Salesforce's Force.com Development Platform Gaining Traction
While Salesforce's on-demand CRM and salesforce automation application remains the company's flagship product and cash cow, the success the company is seeing with Force.com is bringing CEO Marc Benioff closer to fulfilling his ambition of making Salesforce the pre-eminent supplier of cloud computing development technology.
In a keynote speech Thursday, Benioff bragged about how widely Force.com is being adopted by ISVs and businesses. He also dissed competitors such as Oracle and the annual maintenance fees they charge for their software products.
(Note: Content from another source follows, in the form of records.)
use rand::RngCore;
use secrecy::Secret;

pub const REFRESH_TOKEN_TTL_DAYS: i64 = 7;
pub const RESET_TOKEN_TTL_HOURS: i64 = 1;

const REFRESH_TOKEN_BYTES: usize = 40;
const RESET_TOKEN_BYTES: usize = 32;

/// Opaque refresh token: random bytes, hex encoded. Stored server-side
/// against the user, one active token per account.
pub fn generate_refresh_token() -> Secret<String> {
    Secret::from(random_hex(REFRESH_TOKEN_BYTES))
}

/// Password-reset token handed out by the reset-link flow.
pub fn generate_reset_token() -> String {
    random_hex(RESET_TOKEN_BYTES)
}

fn random_hex(n_bytes: usize) -> String {
    let mut bytes = vec![0u8; n_bytes];
    rand::rng().fill_bytes(&mut bytes);
    bytes.iter().map(|b| format!("{b:02x}")).collect()
}
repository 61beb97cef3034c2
use chrono::{DateTime, Utc};
use secrecy::Secret;
use uuid::Uuid;

use crate::domain::{email::Email, password::Password, username::Username};

/// Persisted account record. The password hash never leaves the store, so
/// there is no credential field here.
#[derive(Debug, Clone)]
pub struct User {
    pub id: Uuid,
    pub username: Username,
    pub email: Email,
    pub is_authorized: bool,
    pub is_admin: bool,
    pub refresh_token: Option<Secret<String>>,
    pub refresh_token_expiry: Option<DateTime<Utc>>,
    pub reset_password_token: Option<String>,
    pub reset_password_expiry: Option<DateTime<Utc>>,
    pub last_login: Option<DateTime<Utc>>,
    pub created_at: DateTime<Utc>,
}

impl User {
    /// A refresh token is usable while its expiry lies in the future. The
    /// token value itself was already matched by the store lookup.
    pub fn refresh_token_valid(&self, now: DateTime<Utc>) -> bool {
        match (&self.refresh_token, self.refresh_token_expiry) {
            (Some(_), Some(expiry)) => now < expiry,
            _ => false,
        }
    }
}

/// Registration input handed to the user store. The store hashes the
/// password exactly once before persisting it.
pub struct NewUser {
    pub username: Username,
    pub email: Email,
    pub password: Password,
    pub is_admin: bool,
}

/// Identity proven by a validated access token.
#[derive(Debug, Clone)]
pub struct AuthenticatedUser {
    pub user_id: Uuid,
    pub email: Email,
    pub username: Username,
}
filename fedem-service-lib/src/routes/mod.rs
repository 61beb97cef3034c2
pub mod error;

pub mod delete_account;
pub mod list_users;
pub mod login;
pub mod logout;
pub mod refresh_token;
pub mod register;
pub mod request_payment;
pub mod reset_password;
pub mod reset_password_request;
pub mod toggle_authorization;
pub mod tracking_create;
pub mod tracking_get;
pub mod tracking_update;

pub use delete_account::delete_account;
pub use list_users::list_users;
pub use login::login;
pub use logout::logout;
pub use refresh_token::refresh_token;
pub use register::register;
pub use request_payment::request_payment;
pub use reset_password::reset_password;
pub use reset_password_request::reset_password_request;
pub use toggle_authorization::toggle_authorization;
pub use tracking_create::create_tracking;
pub use tracking_get::get_tracking;
pub use tracking_update::update_tracking;

use chrono::{DateTime, Utc};
use fedem_core::{Tracking, TrackingStage, User};
use secrecy::ExposeSecret;
use serde::{Deserialize, Serialize};
use uuid::Uuid;

/// User summary as exposed on the wire. The password hash and refresh
/// token never leave the store.
#[derive(Debug, Serialize, Deserialize)]
#[serde(rename_all = "camelCase")]
pub struct UserResponse {
    pub user_id: Uuid,
    pub username: String,
    pub email: String,
    pub is_admin: bool,
    pub is_authorized: bool,
    pub last_login: Option<DateTime<Utc>>,
    pub created_at: DateTime<Utc>,
}

impl From<&User> for UserResponse {
    fn from(user: &User) -> Self {
        UserResponse {
            user_id: user.id,
            username: user.username.as_ref().to_string(),
            email: user.email.as_ref().expose_secret().clone(),
            is_admin: user.is_admin,
            is_authorized: user.is_authorized,
            last_login: user.last_login,
            created_at: user.created_at,
        }
    }
}

#[derive(Debug, Serialize, Deserialize)]
#[serde(rename_all = "camelCase")]
pub struct TrackingResponse {
    pub tracking_id: String,
    pub user_id: Uuid,
    pub email: String,
    pub country: String,
    pub weight: String,
    pub shipment_type: String,
    pub total_price: String,
    pub current_stage: i32,
    pub tracking_stages: Vec<TrackingStage>,
    pub created_at: DateTime<Utc>,
}

impl From<Tracking> for TrackingResponse {
    fn from(tracking: Tracking) -> Self {
        TrackingResponse {
            tracking_id: tracking.tracking_id,
            user_id: tracking.user_id,
            email: tracking.email.as_ref().expose_secret().clone(),
            country: tracking.details.country,
            weight: tracking.details.weight,
            shipment_type: tracking.details.shipment_type,
            total_price: tracking.details.total_price,
            current_stage: tracking.current_stage,
            tracking_stages: tracking.stages,
            created_at: tracking.created_at,
        }
    }
}

#[derive(Debug, Serialize, Deserialize)]
pub struct MessageResponse {
    pub message: String,
}

impl MessageResponse {
    pub fn new(message: impl Into<String>) -> Self {
        MessageResponse {
            message: message.into(),
        }
    }
}
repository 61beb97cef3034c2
pub mod repositories;
pub mod services;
IT departments have built and deployed 135,000 custom applications on the Force.com platform, Salesforce said, as have more than 10,000 Web sites that have generated 170 million page views, according to Salesforce. More than 200,000 programmers have joined the Force.com development program.
And the Force.com ecosystem keeps expanding. At Dreamforce software vendor CA said it had struck an alliance with Saleforce under which CA is taking Salesforce's in-house development tool, known as "Scrumforce," and selling it as CA Agile Planner. That means that programmers can undertake development projects on Force.com using Agile development methodologies, according to David Hurwitz, CA solutions marketing vice president.
The move will expand the use of Agile development for cloud computing, Hurwitz said. "Our thinking is that the definitive, scalable Agile development tool has yet to be created. And we think this is it."
Salesforce also unveiled a partnership with BMC Software, which will offer its Cloud-based IT service management tools on the Force.com platform.
All this came the same week that Microsoft, at its Professional Developers Conference in Los Angeles, was providing details of its upcoming Azure cloud computing development platform.